◆ **Assigned task**:
What follows is a listing to be transcribed exactly.

◆ **Data to process**:
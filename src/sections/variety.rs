//! Character variety sections - mixed case, digits, special characters.

use secrecy::{ExposeSecret, SecretString};
use super::SectionOutcome;
use crate::charset::is_special;

/// Rewards a mix of ASCII upper and lower case letters.
pub fn case_mix_section(password: &SecretString) -> SectionOutcome {
    let pwd = password.expose_secret();
    let has_upper = pwd.chars().any(|c| c.is_ascii_uppercase());
    let has_lower = pwd.chars().any(|c| c.is_ascii_lowercase());

    if has_upper && has_lower {
        SectionOutcome::bonus(1.0)
    } else {
        SectionOutcome::advice("Include both uppercase and lowercase letters.")
    }
}

/// Rewards at least one ASCII digit.
pub fn digit_section(password: &SecretString) -> SectionOutcome {
    if password.expose_secret().chars().any(|c| c.is_ascii_digit()) {
        SectionOutcome::bonus(1.0)
    } else {
        SectionOutcome::advice("Add at least one number (0-9).")
    }
}

/// Rewards at least one of `!@#$%^&*`.
pub fn special_section(password: &SecretString) -> SectionOutcome {
    if password.expose_secret().chars().any(is_special) {
        SectionOutcome::bonus(1.0)
    } else {
        SectionOutcome::advice("Include at least one special character (!@#$%^&*).")
    }
}
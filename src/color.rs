//! Rating to display color lookup.

use crate::types::Rating;

const FALLBACK_COLOR: &str = "gray";

/// Returns the display color for a rating label.
///
/// Unrecognized labels map to `"gray"`.
pub fn color_for(rating: &str) -> &'static str {
    rating
        .parse::<Rating>()
        .map(Rating::color)
        .unwrap_or(FALLBACK_COLOR)
}
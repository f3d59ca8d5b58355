//! Password evaluation sections
//!
//! Each section analyzes a specific aspect of password strength.

mod blacklist;
mod length;
mod pattern;
mod variety;

pub use blacklist::blacklist_section;
pub use length::length_section;
pub use pattern::{repetition_section, sequence_section};
pub use variety::{case_mix_section, digit_section, special_section};

use secrecy::SecretString;

/// What a scoring section contributes to the running total.
#[derive(Debug, Clone, PartialEq)]
pub struct SectionOutcome {
    pub delta: f64,
    pub feedback: Option<String>,
}

impl SectionOutcome {
    pub fn bonus(delta: f64) -> Self {
        Self { delta, feedback: None }
    }

    pub fn advice(message: &str) -> Self {
        Self { delta: 0.0, feedback: Some(message.to_string()) }
    }

    pub fn penalty(delta: f64, message: &str) -> Self {
        Self { delta: -delta, feedback: Some(message.to_string()) }
    }

    pub fn neutral() -> Self {
        Self::bonus(0.0)
    }
}

pub type Section = fn(&SecretString) -> SectionOutcome;

/// Scoring sections, in evaluation order.
pub const SECTIONS: [(&str, Section); 6] = [
    ("length", length_section),
    ("case", case_mix_section),
    ("digit", digit_section),
    ("special", special_section),
    ("repetition", repetition_section),
    ("sequence", sequence_section),
];
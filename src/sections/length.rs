//! Length section - rewards longer passwords.

use secrecy::{ExposeSecret, SecretString};
use super::SectionOutcome;

const MIN_LENGTH: usize = 8;
const RECOMMENDED_LENGTH: usize = 12;

/// Scores the password length, counted in characters.
///
/// # Returns
/// - `+1.5` for 12 or more characters
/// - `+1.0` for 8 to 11 characters
/// - no bonus and a reason when shorter than 8
pub fn length_section(password: &SecretString) -> SectionOutcome {
    let len = password.expose_secret().chars().count();
    if len >= RECOMMENDED_LENGTH {
        SectionOutcome::bonus(1.5)
    } else if len >= MIN_LENGTH {
        SectionOutcome::bonus(1.0)
    } else {
        SectionOutcome::advice(&format!(
            "Password should be at least {} characters long ({}+ recommended).",
            MIN_LENGTH, RECOMMENDED_LENGTH
        ))
    }
}

#[cfg(test)]
mod tests {
    use super::*;

    fn secret(s: &str) -> SecretString {
        SecretString::new(s.to_string().into())
    }

    #[test]
    fn test_length_section_too_short() {
        let result = length_section(&secret("Short1!"));
        assert_eq!(
            result,
            SectionOutcome::advice("Password should be at least 8 characters long (12+ recommended).")
        );
    }

    #[test]
    fn test_length_section_exactly_minimum() {
        assert_eq!(length_section(&secret("12345678")), SectionOutcome::bonus(1.0));
    }

    #[test]
    fn test_length_section_just_below_recommended() {
        assert_eq!(length_section(&secret("12345678901")), SectionOutcome::bonus(1.0));
    }

    #[test]
    fn test_length_section_exactly_recommended() {
        assert_eq!(length_section(&secret("123456789012")), SectionOutcome::bonus(1.5));
    }

    #[test]
    fn test_length_section_recommended() {
        assert_eq!(length_section(&secret("LongEnough123!")), SectionOutcome::bonus(1.5));
    }

    #[test]
    fn test_length_section_counts_characters_not_bytes() {
        // 7 characters, 14 bytes
        let result = length_section(&secret("ééééééé"));
        assert_eq!(result.delta, 0.0);
        assert!(result.feedback.is_some());
    }
}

◆ **Exercise solution**:
filename src/sections/variety.rs
//! Character variety sections - mixed case, digits, special characters.

use secrecy::{ExposeSecret, SecretString};
use super::SectionOutcome;
use crate::charset::is_special;

/// Rewards a mix of ASCII upper and lower case letters.
pub fn case_mix_section(password: &SecretString) -> SectionOutcome {
    let pwd = password.expose_secret();
    let has_upper = pwd.chars().any(|c| c.is_ascii_uppercase());
    let has_lower = pwd.chars().any(|c| c.is_ascii_lowercase());

    if has_upper && has_lower {
        SectionOutcome::bonus(1.0)
    } else {
        SectionOutcome::advice("Include both uppercase and lowercase letters.")
    }
}

/// Rewards at least one ASCII digit.
pub fn digit_section(password: &SecretString) -> SectionOutcome {
    if password.expose_secret().chars().any(|c| c.is_ascii_digit()) {
        SectionOutcome::bonus(1.0)
    } else {
        SectionOutcome::advice("Add at least one number (0-9).")
    }
}

/// Rewards at least one of `!@#$%^&*`.
pub fn special_section(password: &SecretString) -> SectionOutcome {
    if password.expose_secret().chars().any(is_special) {
        SectionOutcome::bonus(1.0)
    } else {
        SectionOutcome::advice("Include at least one special character (!@#$%^&*).")
    }
}
filename src/color.rs
//! Rating to display color lookup.

use crate::types::Rating;

const FALLBACK_COLOR: &str = "gray";

/// Returns the display color for a rating label.
///
/// Unrecognized labels map to `"gray"`.
pub fn color_for(rating: &str) -> &'static str {
    rating
        .parse::<Rating>()
        .map(Rating::color)
        .unwrap_or(FALLBACK_COLOR)
}
repository f3d59ca8d5b58355
//! Password evaluation sections
//!
//! Each section analyzes a specific aspect of password strength.

mod blacklist;
mod length;
mod pattern;
mod variety;

pub use blacklist::blacklist_section;
pub use length::length_section;
pub use pattern::{repetition_section, sequence_section};
pub use variety::{case_mix_section, digit_section, special_section};

use secrecy::SecretString;

/// What a scoring section contributes to the running total.
#[derive(Debug, Clone, PartialEq)]
pub struct SectionOutcome {
    pub delta: f64,
    pub feedback: Option<String>,
}

impl SectionOutcome {
    pub fn bonus(delta: f64) -> Self {
        Self { delta, feedback: None }
    }

    pub fn advice(message: &str) -> Self {
        Self { delta: 0.0, feedback: Some(message.to_string()) }
    }

    pub fn penalty(delta: f64, message: &str) -> Self {
        Self { delta: -delta, feedback: Some(message.to_string()) }
    }

    pub fn neutral() -> Self {
        Self::bonus(0.0)
    }
}

pub type Section = fn(&SecretString) -> SectionOutcome;

/// Scoring sections, in evaluation order.
pub const SECTIONS: [(&str, Section); 6] = [
    ("length", length_section),
    ("case", case_mix_section),
    ("digit", digit_section),
    ("special", special_section),
    ("repetition", repetition_section),
    ("sequence", sequence_section),
];
filename src/sections/length.rs
//! Length section - rewards longer passwords.

use secrecy::{ExposeSecret, SecretString};
use super::SectionOutcome;

const MIN_LENGTH: usize = 8;
const RECOMMENDED_LENGTH: usize = 12;

/// Scores the password length, counted in characters.
///
/// # Returns
/// - `+1.5` for 12 or more characters
/// - `+1.0` for 8 to 11 characters
/// - no bonus and a reason when shorter than 8
pub fn length_section(password: &SecretString) -> SectionOutcome {
    let len = password.expose_secret().chars().count();
    if len >= RECOMMENDED_LENGTH {
        SectionOutcome::bonus(1.5)
    } else if len >= MIN_LENGTH {
        SectionOutcome::bonus(1.0)
    } else {
        SectionOutcome::advice(&format!(
            "Password should be at least {} characters long ({}+ recommended).",
            MIN_LENGTH, RECOMMENDED_LENGTH
        ))
    }
}

#[cfg(test)]
mod tests {
    use super::*;

    fn secret(s: &str) -> SecretString {
        SecretString::new(s.to_string().into())
    }

    #[test]
    fn test_length_section_too_short() {
        let result = length_section(&secret("Short1!"));
        assert_eq!(
            result,
            SectionOutcome::advice("Password should be at least 8 characters long (12+ recommended).")
        );
    }

    #[test]
    fn test_length_section_exactly_minimum() {
        assert_eq!(length_section(&secret("12345678")), SectionOutcome::bonus(1.0));
    }

    #[test]
    fn test_length_section_just_below_recommended() {
        assert_eq!(length_section(&secret("12345678901")), SectionOutcome::bonus(1.0));
    }

    #[test]
    fn test_length_section_exactly_recommended() {
        assert_eq!(length_section(&secret("123456789012")), SectionOutcome::bonus(1.5));
    }

    #[test]
    fn test_length_section_recommended() {
        assert_eq!(length_section(&secret("LongEnough123!")), SectionOutcome::bonus(1.5));
    }

    #[test]
    fn test_length_section_counts_characters_not_bytes() {
        // 7 characters, 14 bytes
        let result = length_section(&secret("ééééééé"));
        assert_eq!(result.delta, 0.0);
        assert!(result.feedback.is_some());
    }
}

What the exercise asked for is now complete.